News - Regulation
Categories: Regulation
Topics: Ima
It is extremely hard for fund managers to raise their heads above the parapet in the current climate.
The entire financial services sector has been badly tarnished by bankers' excesses and with markets still precarious, it does not seem like the right time to rock the boat. But now, more than ever, is the time to fight back.
Our whole fund industry is being attacked for ‘hidden' charges and for somehow being complicit in pulling the wool over consumers' eyes. As if this is not bad enough, the repercussions for consumers could be disastrous as they are being totally misled by a campaign so fixated on cost that other considerations are almost completely ignored.
According to the True and Fair campaign led by Alan Miller, a man who made millions while at groups like New Star but now runs a low-cost operation, the UK fund industry is a cosy cartel with no interest in improving transparency for clients and a vested interest in keeping the status quo.
Transparency on charges and investment holdings is the answer for Miller as "full transparency should ultimately lead to a more competitive investment management industry as companies are forced to focus on reducing the total cost of investing".
Aside from the difficulties of providing like-for-like comparisons on charges, any consumer investing with a fund group whose main priority is getting costs down should be very worried. A focus on performance, trading when managers need to and providing a solution to meet clients' investment needs is undoubtedly the main priority for fund management groups.
Keeping costs down is of course in their best interests too to prevent a drag on overall performance (read IMA chief executive Dick Saunders' comments here). To borrow the phrase of Jupiter chief Edward Bonham Carter, fund management is actually 'exquisitely measurable' as performance after fees is then compared to the benchmark. He perhaps speaks for many in the industry when he acknowledges there is a tendency to focus on price at the moment and rightly so, as it is a vital component, but it is just as crucial to consider value for the end investor.
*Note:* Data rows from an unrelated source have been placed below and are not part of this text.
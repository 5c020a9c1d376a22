//! Serenity-backed implementations of the loader's publisher and catalog.

use async_trait::async_trait;
use poise::serenity_prelude as serenity;
use tracing::warn;

use ember_loader::{CommandCatalog, CommandPublisher, CommandSpec};

use crate::{Data, Error};

/// Resolves descriptor names against the poise commands compiled into the bot.
pub struct PoiseCatalog<'a>(pub &'a [poise::Command<Data, Error>]);

impl<'a> PoiseCatalog<'a> {
    fn find(&self, name: &str) -> Option<&'a poise::Command<Data, Error>> {
        self.0.iter().find(|command| command.name == name)
    }
}

impl CommandCatalog for PoiseCatalog<'_> {
    fn has_command(&self, name: &str) -> bool {
        self.find(name).is_some()
    }

    fn has_sub_command(&self, tag: &str) -> bool {
        let mut parts = tag.split('.');
        let Some(mut current) = parts.next().and_then(|root| self.find(root)) else {
            return false;
        };

        let mut depth = 0;
        for part in parts {
            match current
                .subcommands
                .iter()
                .find(|command| command.name == part)
            {
                Some(next) => {
                    current = next;
                    depth += 1;
                }
                None => return false,
            }
        }

        depth > 0
    }
}

pub struct DiscordPublisher<'a> {
    http: &'a serenity::Http,
    guild_id: serenity::GuildId,
    commands: &'a [poise::Command<Data, Error>],
}

impl<'a> DiscordPublisher<'a> {
    pub fn new(
        http: &'a serenity::Http,
        guild_id: serenity::GuildId,
        commands: &'a [poise::Command<Data, Error>],
    ) -> Self {
        Self {
            http,
            guild_id,
            commands,
        }
    }

    fn build(&self, batch: &[CommandSpec]) -> Vec<serenity::CreateCommand> {
        batch
            .iter()
            .filter_map(|spec| {
                let Some(command) = PoiseCatalog(self.commands).find(&spec.name) else {
                    warn!(command = %spec.name, "descriptor has no compiled command; not published");
                    return None;
                };
                let Some(mut create) = command.create_as_slash_command() else {
                    warn!(command = %spec.name, "command is not a slash command; not published");
                    return None;
                };

                if let Some(description) = &spec.description {
                    create = create.description(description.clone());
                }
                Some(create)
            })
            .collect()
    }
}

#[async_trait]
impl CommandPublisher for DiscordPublisher<'_> {
    type Guild = serenity::PartialGuild;

    async fn resolve_dev_guild(&self) -> anyhow::Result<serenity::PartialGuild> {
        Ok(self.guild_id.to_partial_guild(self.http).await?)
    }

    async fn publish_global(&self, batch: &[CommandSpec]) -> anyhow::Result<usize> {
        let published =
            serenity::Command::set_global_commands(self.http, self.build(batch)).await?;
        Ok(published.len())
    }

    async fn publish_guild(
        &self,
        guild: &serenity::PartialGuild,
        batch: &[CommandSpec],
    ) -> anyhow::Result<usize> {
        let published = guild.id.set_commands(self.http, self.build(batch)).await?;
        Ok(published.len())
    }
}

#[cfg(test)]
mod tests {
    use ember_loader::CommandCatalog;

    use super::PoiseCatalog;
    use crate::{Data, Error};

    fn command(
        name: &str,
        subcommands: Vec<poise::Command<Data, Error>>,
    ) -> poise::Command<Data, Error> {
        poise::Command {
            name: name.to_owned(),
            subcommands,
            ..Default::default()
        }
    }

    #[test]
    fn found_commands_outlive_the_catalog_wrapper() {
        let commands = vec![command("ping", Vec::new())];
        let found = PoiseCatalog(&commands).find("ping");

        assert_eq!(found.map(|command| command.name.as_str()), Some("ping"));
        assert!(PoiseCatalog(&commands).find("kick").is_none());
    }

    #[test]
    fn resolves_commands_and_nested_sub_commands() {
        let commands = vec![
            command("ping", Vec::new()),
            command(
                "mod",
                vec![
                    command("ban", Vec::new()),
                    command("note", vec![command("add", Vec::new())]),
                ],
            ),
        ];
        let catalog = PoiseCatalog(&commands);

        assert!(catalog.has_command("ping"));
        assert!(catalog.has_command("mod"));
        assert!(!catalog.has_command("ban"));

        assert!(catalog.has_sub_command("mod.ban"));
        assert!(catalog.has_sub_command("mod.note.add"));
        assert!(!catalog.has_sub_command("mod"));
        assert!(!catalog.has_sub_command("mod.kick"));
        assert!(!catalog.has_sub_command("nope.ban"));
    }
}
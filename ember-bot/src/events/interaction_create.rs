use poise::serenity_prelude as serenity;
use tracing::{debug, warn};

use ember_core::{BotHandle, EventArgs};

pub async fn on_interaction_create(args: EventArgs, bot: BotHandle) -> anyhow::Result<()> {
    let EventArgs::Gateway { event, .. } = args else {
        return Ok(());
    };
    let serenity::FullEvent::InteractionCreate { interaction } = event.as_ref() else {
        return Ok(());
    };
    let serenity::Interaction::Command(command) = interaction else {
        return Ok(());
    };

    debug!(
        command = %command.data.name,
        user = %command.user.id,
        guild = ?command.guild_id,
        "command interaction received"
    );

    if !bot.commands.read().await.contains_command(&command.data.name) {
        warn!(command = %command.data.name, "interaction for a command with no loaded descriptor");
    }
    Ok(())
}
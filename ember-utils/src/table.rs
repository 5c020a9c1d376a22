use unicode_width::{UnicodeWidthChar, UnicodeWidthStr};

/// A fixed-width text table drawn with box characters.
///
/// Column widths include one space of padding on each side. Cells longer than
/// their column are cut and end with `…`. Widths are terminal columns, so wide
/// glyphs count double.
#[derive(Clone, Debug)]
pub struct Table {
    head: Vec<String>,
    widths: Vec<usize>,
    rows: Vec<Vec<String>>,
}

impl Table {
    pub fn new(head: &[&str], widths: &[usize]) -> Self {
        Self {
            head: head.iter().map(|cell| (*cell).to_owned()).collect(),
            widths: widths.to_vec(),
            rows: Vec::new(),
        }
    }

    pub fn push<I, S>(&mut self, row: I)
    where
        I: IntoIterator<Item = S>,
        S: Into<String>,
    {
        self.rows.push(row.into_iter().map(Into::into).collect());
    }

    pub fn len(&self) -> usize {
        self.rows.len()
    }

    pub fn is_empty(&self) -> bool {
        self.rows.is_empty()
    }

    pub fn render(&self) -> String {
        let mut lines = Vec::with_capacity(self.rows.len() + 4);

        lines.push(self.border('┌', '┬', '┐'));
        lines.push(self.line(&self.head));
        lines.push(self.border('├', '┼', '┤'));
        for row in &self.rows {
            lines.push(self.line(row));
        }
        lines.push(self.border('└', '┴', '┘'));

        lines.join("\n")
    }

    fn border(&self, left: char, mid: char, right: char) -> String {
        let segments: Vec<String> = self.widths.iter().map(|width| "─".repeat(*width)).collect();
        format!("{}{}{}", left, segments.join(&mid.to_string()), right)
    }

    fn line(&self, cells: &[String]) -> String {
        let segments: Vec<String> = self
            .widths
            .iter()
            .enumerate()
            .map(|(idx, width)| {
                let cell = cells.get(idx).map(String::as_str).unwrap_or("");
                format!(" {} ", fit_cell(cell, width.saturating_sub(2).max(1)))
            })
            .collect();

        format!("│{}│", segments.join("│"))
    }
}

fn fit_cell(text: &str, inner: usize) -> String {
    let width = UnicodeWidthStr::width(text);
    if width <= inner {
        return format!("{}{}", text, " ".repeat(inner - width));
    }

    let mut cut = String::new();
    let mut used = 0;
    for ch in text.chars() {
        let ch_width = UnicodeWidthChar::width(ch).unwrap_or(0);
        if used + ch_width >= inner {
            break;
        }
        cut.push(ch);
        used += ch_width;
    }

    cut.push('…');
    cut.push_str(&" ".repeat(inner - used - 1));
    cut
}
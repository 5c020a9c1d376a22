use poise::serenity_prelude as serenity;

use crate::formatting::sanitize_mentions;

/// Default embed color used across the bot UI.
pub const DEFAULT_EMBED_COLOR: u32 = 0xE0_6C_2C;

pub fn error_embed(title: &str, description: impl Into<String>) -> serenity::CreateEmbed {
    serenity::CreateEmbed::new()
        .title(title.to_owned())
        .description(description)
        .color(DEFAULT_EMBED_COLOR)
}

pub fn moderation_action_embed(
    target: &serenity::User,
    action_past_tense: &str,
    reason: Option<&str>,
) -> serenity::CreateEmbed {
    let reason = sanitize_mentions(reason.unwrap_or("No reason provided"));
    let display_name = target.global_name.clone().unwrap_or_else(|| target.name.clone());

    serenity::CreateEmbed::new()
        .color(DEFAULT_EMBED_COLOR)
        .author(
            serenity::CreateEmbedAuthor::new(format!(
                "{} has been {}",
                display_name, action_past_tense
            ))
            .icon_url(target.face()),
        )
        .description(format!(
            "**Target :** <@{}>\n**Reason :** {}",
            target.id.get(),
            reason
        ))
}

pub fn moderation_dm_embed(
    guild_name: &str,
    action_past_tense: &str,
    reason: Option<&str>,
) -> serenity::CreateEmbed {
    let description = match reason {
        Some(reason) => format!("**Reason :** {}", sanitize_mentions(reason)),
        None => "No additional details were provided.".to_owned(),
    };

    serenity::CreateEmbed::new()
        .color(DEFAULT_EMBED_COLOR)
        .title(format!(
            "You have been {} from {}",
            action_past_tense, guild_name
        ))
        .description(description)
}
However, according to the True and Fair campaign, "a lack of transparency throughout the investment management industry ....has led to a loss of consumer trust and confidence". This has resulted in fewer people saving and investing adequately for the future, it says.
I would argue this is not the case at all. People aren't investing due to a huge variety of reasons including debt, falling markets and a crisis of confidence in the life and pensions industry to grow their investments to meet their retirement needs. Giving more information of charges or holdings is not going to change this opinion. In fact it will confuse investors further. If you are giving this detail, on dealing costs for example, you should also provide context. Some funds investing in certain asset classes (or across many) are more expensive to run but there needs to be an explanation behind this not just a number. It all comes back to value again.
The following are the main demands of the campaign, many of which I would argue the fund industry is already meeting or should not be aiming to meet:
-make companies accountable by forcing full disclosure of all holdings within any investment fund, online, on at least a quarterly basis.
The UK fund industry is already extremely highly regulated and must provide fund information in an easy-to-read format which includes fund holdings. This information is widely available for those who want it. It is debatable what use providing all holdings would be to the end consumer.
-enable consumers to compare products and providers on like-for-like terms without hidden costs or fees.
This will not be easy to do, especially for investors with advisers as advice costs will not be easily comparable post-RDR. Certain types of private client or discretionary portfolios will also not be easy to put side by side. No-one wants to restrict information to consumers but the fund industry is getting sick of being accused of somehow deliberately withholding this information. Costs will come out of the funds' performance and overall charges will be broken down further post-RDR.
-create a truly competitive investment management industry.
Fund managers compete on performance. Post-RDR this competition will intensify but rather than costs going down, many groups could charge premium prices for their top performers. Charges may be higher but the extra alpha should compensate. It should be about value not price.
-reduce future mis-selling or financial scandals through greater transparency of fees and investments.
This will make little difference to the number of mis-selling cases. The RDR will mean groups will no longer be able to set sky high commissions on products but there could still be mis-matches between a customer's risk profile and where they are invested. Being able to see every investment won't help either. If investors had been able to see all the Arch cru underlying investments would they have known to withdraw their money? Unlikely.
-restore confidence to this important sector of financial services.
This will be done by ensuring funds are doing what they say on the tin and delivering on performance and meeting client needs.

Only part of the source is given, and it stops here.